This report presents a formula (or formulae) for LNG pricing. Background information is presented to explain the past and (conjectured) future for this type of pricing (method). Some uncertainties and NZ specific issues are also discussed.
Pricing of LNG in the world varies by region:
- (East) Asia imports are based on formulae linked to oil prices, specifically, linked to a basket of crudes referred to as the Japanese Crude Cocktail (JCC).1 Except for China where LNG imports have just commenced, imports do not face competition from either indigenous supplies of natural gas or imports via pipeline.
- LNG imports into Europe are also generally linked to oil prices (Brent) but prices are more diverse as they have to compete with pipeline imports and indigenous supplies in many countries.
- The USA is a (re-)emerging market for LNG as stable to falling supplies of indigenous natural gas and imports from Canada along with increasing demand need to be supplemented by imports of LNG. The USA has the most dynamic natural gas markets in the world. Most of the LNG imported is being sourced through spot and short-term contracts and are priced accordingly.
The Asia (imports) pricing basis is the one that is relevant to NZ. However, awareness of the other markets is useful for understanding how pricing methods may develop or change over time.
The general form of the Asian formula is:
P(LNG) = ax + b (1)
where x is the price of a basket of crudes imported into Japan, the JCC. Although not as easy to follow as other benchmark crudes such as WTI or Brent, it is a public domain price. More conveniently,
US$JCC ~ US$WTI – US$1.00 per barrel (2)
a and b are negotiated slope and intercept respectively, specific to each contract.2
There are usually less linear tails in a formula, resulting in an "S" curve to mitigate for price extremes, effectively providing for floors and caps on the price. There are also specific "meet & discuss" clauses in any contract to take account of unusual or unanticipated conditions or situations.

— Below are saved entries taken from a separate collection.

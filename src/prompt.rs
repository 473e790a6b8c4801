use anyhow::{Context, Result};
use tera::{Context as TeraContext, Tera};

pub const DEFAULT_PHOTON_COUNT: usize = 20;

/// Parameters of the narrated exchange. The prompt is a pure function of
/// these; rendering twice with equal parameters yields identical text.
#[derive(Debug, Clone, PartialEq)]
pub struct SimulationParams {
    pub photon_count: usize,
}

impl Default for SimulationParams {
    fn default() -> Self {
        Self {
            photon_count: DEFAULT_PHOTON_COUNT,
        }
    }
}

pub struct RenderedPrompt {
    pub system: String,
    pub user: String,
}

const SYSTEM_PROMPT_TEMPLATE: &str = include_str!("prompts/system_prompt.tera");
const USER_PROMPT_TEMPLATE: &str = include_str!("prompts/user_prompt.tera");

pub fn render(params: &SimulationParams) -> Result<RenderedPrompt> {
    let mut context = TeraContext::new();
    context.insert("photon_count", &params.photon_count);

    let system = Tera::one_off(SYSTEM_PROMPT_TEMPLATE, &context, false)
        .with_context(|| "failed to render system prompt")?;
    let user = Tera::one_off(USER_PROMPT_TEMPLATE, &context, false)
        .with_context(|| "failed to render user prompt")?;

    Ok(RenderedPrompt { system, user })
}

China's first LNG project in Guangdong province is generally regarded as having obtained a precedent-setting pricing basis in 2002.3 The formula provides for lower prices and a weaker linkage to oil prices than in previous contracts. An estimate of the pricing formula is:
P(LNGcif) = 0.052JCC + 2.11334 per mmBTU5 (3)
This is in contrast to a more "traditional" formula (4) that is applicable to most of Japan's imports, a pricing basis that can be assumed to be broadly applicable to contracts in Asia signed prior to 2002.
P(LNGcif) = 0.1226JCC + 1.23676 per mmBTU (4)
(3) and (4) are illustrated in the Figure 1 below.
Figure 1: LNG Pricing Formulae – fitted
Source: Asia-Pacific Energy Research Centre, 2005. China data estimated by PetroStrategies; Japan LNG prices from IEA Energy Prices and Taxes, JCC prices from EDMC, Institute of Energy Economics of Japan.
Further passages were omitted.